== What needs to be done ==
Go through the listing below and gather every line with the word "description".

== Entries shown ==
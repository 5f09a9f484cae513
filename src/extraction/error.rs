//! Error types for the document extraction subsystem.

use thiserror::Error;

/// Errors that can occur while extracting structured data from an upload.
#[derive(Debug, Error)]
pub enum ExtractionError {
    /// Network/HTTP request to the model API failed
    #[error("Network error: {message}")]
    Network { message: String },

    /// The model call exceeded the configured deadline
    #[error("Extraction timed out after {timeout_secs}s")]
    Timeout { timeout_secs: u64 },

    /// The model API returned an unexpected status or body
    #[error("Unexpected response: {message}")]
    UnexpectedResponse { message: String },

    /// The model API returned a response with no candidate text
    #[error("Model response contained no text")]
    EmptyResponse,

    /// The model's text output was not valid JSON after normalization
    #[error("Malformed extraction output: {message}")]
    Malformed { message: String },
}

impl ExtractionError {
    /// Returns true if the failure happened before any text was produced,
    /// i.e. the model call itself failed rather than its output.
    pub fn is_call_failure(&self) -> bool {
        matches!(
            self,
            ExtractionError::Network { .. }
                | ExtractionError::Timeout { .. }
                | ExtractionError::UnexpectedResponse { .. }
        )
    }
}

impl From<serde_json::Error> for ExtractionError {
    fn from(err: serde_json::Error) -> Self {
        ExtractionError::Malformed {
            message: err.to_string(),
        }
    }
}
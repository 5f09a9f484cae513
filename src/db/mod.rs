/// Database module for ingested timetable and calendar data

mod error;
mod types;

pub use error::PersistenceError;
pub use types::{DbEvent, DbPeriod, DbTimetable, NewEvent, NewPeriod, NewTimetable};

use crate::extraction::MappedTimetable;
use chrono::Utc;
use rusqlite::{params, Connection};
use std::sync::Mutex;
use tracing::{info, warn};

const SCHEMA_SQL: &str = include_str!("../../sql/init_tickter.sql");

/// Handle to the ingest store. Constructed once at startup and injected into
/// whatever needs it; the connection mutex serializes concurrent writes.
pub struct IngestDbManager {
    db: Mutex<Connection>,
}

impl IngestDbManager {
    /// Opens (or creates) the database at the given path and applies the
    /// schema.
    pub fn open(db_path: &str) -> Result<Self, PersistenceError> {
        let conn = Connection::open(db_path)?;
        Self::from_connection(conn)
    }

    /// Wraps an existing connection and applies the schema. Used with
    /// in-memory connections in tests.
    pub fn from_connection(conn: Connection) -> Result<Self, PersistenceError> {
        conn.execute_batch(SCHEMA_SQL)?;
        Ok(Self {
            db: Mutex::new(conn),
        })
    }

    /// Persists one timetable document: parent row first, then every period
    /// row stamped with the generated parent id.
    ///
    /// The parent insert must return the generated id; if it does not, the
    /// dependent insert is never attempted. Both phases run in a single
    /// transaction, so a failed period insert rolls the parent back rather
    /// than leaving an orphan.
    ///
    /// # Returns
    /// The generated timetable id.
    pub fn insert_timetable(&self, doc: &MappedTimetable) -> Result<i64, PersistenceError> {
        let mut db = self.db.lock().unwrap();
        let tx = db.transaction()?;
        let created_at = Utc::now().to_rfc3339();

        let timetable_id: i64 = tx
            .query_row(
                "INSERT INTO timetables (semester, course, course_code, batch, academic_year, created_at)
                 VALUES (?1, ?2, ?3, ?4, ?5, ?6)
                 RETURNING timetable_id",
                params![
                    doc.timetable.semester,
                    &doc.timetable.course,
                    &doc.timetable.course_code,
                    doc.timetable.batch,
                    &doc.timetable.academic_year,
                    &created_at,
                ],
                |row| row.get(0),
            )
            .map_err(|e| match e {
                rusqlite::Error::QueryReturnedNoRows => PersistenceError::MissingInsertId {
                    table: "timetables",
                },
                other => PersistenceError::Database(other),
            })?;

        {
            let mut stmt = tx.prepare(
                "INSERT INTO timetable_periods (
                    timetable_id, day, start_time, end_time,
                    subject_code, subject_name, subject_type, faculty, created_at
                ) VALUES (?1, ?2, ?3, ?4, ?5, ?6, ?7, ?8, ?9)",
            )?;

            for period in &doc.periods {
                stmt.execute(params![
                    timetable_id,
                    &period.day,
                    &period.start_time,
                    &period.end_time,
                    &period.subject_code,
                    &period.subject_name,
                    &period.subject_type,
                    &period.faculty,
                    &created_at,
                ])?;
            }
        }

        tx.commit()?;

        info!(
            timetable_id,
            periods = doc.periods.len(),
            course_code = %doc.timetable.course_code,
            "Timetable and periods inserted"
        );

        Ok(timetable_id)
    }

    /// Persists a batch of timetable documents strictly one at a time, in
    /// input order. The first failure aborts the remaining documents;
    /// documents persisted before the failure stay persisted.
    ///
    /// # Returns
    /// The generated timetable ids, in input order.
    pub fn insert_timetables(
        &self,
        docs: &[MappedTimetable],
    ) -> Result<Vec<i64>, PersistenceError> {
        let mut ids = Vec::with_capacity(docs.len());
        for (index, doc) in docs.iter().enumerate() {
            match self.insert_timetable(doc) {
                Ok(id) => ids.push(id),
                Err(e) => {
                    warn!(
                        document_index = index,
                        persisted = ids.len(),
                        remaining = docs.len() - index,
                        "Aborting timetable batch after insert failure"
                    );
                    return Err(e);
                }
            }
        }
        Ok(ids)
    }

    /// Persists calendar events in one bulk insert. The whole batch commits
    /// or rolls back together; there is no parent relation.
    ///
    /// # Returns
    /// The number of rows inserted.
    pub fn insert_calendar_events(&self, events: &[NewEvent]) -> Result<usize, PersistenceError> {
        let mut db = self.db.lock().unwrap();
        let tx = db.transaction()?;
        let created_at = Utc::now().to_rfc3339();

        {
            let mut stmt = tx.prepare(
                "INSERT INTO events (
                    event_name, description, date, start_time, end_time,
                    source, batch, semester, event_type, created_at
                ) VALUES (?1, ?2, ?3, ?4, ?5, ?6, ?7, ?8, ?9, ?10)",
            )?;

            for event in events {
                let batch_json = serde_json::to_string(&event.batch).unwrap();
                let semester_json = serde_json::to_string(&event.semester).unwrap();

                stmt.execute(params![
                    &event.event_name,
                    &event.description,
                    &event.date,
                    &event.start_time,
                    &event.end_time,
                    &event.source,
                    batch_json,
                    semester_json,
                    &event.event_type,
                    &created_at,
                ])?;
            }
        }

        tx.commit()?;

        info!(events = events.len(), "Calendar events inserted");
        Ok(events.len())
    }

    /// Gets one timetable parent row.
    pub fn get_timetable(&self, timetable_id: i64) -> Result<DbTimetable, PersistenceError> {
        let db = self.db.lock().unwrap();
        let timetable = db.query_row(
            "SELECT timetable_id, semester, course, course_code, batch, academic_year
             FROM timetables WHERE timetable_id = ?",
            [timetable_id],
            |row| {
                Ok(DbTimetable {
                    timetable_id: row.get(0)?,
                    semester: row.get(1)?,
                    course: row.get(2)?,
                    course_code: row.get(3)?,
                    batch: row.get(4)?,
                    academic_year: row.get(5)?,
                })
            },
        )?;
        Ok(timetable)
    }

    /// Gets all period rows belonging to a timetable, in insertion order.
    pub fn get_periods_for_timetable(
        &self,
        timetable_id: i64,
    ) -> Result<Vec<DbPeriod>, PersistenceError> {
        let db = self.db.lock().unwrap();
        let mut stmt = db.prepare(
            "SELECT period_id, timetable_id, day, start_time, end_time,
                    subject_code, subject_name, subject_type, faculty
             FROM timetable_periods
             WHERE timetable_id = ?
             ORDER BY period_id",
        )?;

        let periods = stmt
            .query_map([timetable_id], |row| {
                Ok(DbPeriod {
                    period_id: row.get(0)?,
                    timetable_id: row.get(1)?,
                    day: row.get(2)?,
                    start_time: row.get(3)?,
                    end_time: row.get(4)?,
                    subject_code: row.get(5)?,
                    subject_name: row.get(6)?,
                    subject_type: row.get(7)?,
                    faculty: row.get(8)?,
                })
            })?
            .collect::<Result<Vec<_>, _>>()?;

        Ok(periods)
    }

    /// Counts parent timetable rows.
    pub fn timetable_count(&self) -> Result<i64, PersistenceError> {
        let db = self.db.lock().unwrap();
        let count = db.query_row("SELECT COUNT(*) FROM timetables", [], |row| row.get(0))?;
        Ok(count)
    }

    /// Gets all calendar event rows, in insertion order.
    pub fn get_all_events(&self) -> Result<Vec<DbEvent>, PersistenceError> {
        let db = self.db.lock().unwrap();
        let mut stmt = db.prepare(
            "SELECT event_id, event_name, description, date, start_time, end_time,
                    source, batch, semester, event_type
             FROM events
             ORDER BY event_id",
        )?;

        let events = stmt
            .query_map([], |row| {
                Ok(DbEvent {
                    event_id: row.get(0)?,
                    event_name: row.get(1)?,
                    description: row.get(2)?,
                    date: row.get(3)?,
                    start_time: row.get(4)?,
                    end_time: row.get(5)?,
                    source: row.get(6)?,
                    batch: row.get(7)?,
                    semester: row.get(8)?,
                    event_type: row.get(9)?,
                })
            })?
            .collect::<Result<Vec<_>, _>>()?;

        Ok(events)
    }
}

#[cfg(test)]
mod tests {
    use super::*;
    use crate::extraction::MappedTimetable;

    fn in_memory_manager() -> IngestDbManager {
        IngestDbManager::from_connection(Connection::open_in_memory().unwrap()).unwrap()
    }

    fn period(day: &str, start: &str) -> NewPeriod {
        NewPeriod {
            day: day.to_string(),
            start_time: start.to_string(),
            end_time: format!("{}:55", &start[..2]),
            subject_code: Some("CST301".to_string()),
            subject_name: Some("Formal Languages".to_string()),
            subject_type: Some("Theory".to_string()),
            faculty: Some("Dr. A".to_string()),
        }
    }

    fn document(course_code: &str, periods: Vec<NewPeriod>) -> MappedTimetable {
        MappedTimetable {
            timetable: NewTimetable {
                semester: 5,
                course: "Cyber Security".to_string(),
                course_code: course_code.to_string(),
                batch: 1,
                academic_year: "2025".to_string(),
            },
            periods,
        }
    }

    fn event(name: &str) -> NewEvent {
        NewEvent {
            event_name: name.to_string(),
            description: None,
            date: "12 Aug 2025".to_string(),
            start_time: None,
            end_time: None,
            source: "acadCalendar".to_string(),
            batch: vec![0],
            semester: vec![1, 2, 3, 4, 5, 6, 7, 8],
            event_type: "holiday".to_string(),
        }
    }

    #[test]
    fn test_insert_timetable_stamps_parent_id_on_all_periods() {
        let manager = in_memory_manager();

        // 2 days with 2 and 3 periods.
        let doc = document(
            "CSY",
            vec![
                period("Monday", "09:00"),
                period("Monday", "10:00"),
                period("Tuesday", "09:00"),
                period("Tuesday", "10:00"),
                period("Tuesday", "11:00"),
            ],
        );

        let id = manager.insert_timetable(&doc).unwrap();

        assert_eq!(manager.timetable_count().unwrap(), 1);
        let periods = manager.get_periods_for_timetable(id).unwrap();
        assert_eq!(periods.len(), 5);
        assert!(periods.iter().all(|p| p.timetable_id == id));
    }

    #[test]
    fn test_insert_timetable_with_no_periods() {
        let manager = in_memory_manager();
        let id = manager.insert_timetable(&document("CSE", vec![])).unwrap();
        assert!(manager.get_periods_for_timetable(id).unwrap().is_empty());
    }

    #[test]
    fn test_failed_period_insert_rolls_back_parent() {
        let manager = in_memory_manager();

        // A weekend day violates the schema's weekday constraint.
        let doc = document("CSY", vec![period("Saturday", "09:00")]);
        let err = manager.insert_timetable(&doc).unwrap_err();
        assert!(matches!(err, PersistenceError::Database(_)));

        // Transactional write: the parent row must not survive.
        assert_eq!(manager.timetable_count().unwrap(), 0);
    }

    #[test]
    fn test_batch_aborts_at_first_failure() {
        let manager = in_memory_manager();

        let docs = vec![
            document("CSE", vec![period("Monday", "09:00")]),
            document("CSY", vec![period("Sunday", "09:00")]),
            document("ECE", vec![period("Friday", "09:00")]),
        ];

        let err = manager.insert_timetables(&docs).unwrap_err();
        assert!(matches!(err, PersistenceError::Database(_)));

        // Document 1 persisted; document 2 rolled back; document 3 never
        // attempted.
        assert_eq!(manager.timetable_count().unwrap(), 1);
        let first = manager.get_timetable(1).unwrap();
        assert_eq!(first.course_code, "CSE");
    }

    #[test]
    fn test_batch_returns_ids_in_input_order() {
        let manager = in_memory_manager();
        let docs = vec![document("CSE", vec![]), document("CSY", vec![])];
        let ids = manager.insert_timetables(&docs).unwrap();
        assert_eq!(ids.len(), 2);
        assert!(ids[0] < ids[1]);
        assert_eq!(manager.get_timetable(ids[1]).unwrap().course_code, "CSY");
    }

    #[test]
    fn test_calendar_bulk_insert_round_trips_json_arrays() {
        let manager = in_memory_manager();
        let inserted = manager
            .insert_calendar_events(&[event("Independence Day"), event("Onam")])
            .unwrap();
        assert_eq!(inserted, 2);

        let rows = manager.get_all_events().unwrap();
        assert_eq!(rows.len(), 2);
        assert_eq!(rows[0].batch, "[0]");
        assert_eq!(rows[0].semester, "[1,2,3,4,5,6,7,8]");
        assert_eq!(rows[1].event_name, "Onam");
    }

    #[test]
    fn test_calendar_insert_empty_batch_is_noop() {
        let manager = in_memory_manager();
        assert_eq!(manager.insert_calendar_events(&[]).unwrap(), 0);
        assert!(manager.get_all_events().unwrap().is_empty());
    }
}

== Response below ==
                    event_name, description, date, start_time, end_time,
                    &event.description,
            "SELECT event_id, event_name, description, date, start_time, end_time,
                    description: row.get(2)?,
            description: None,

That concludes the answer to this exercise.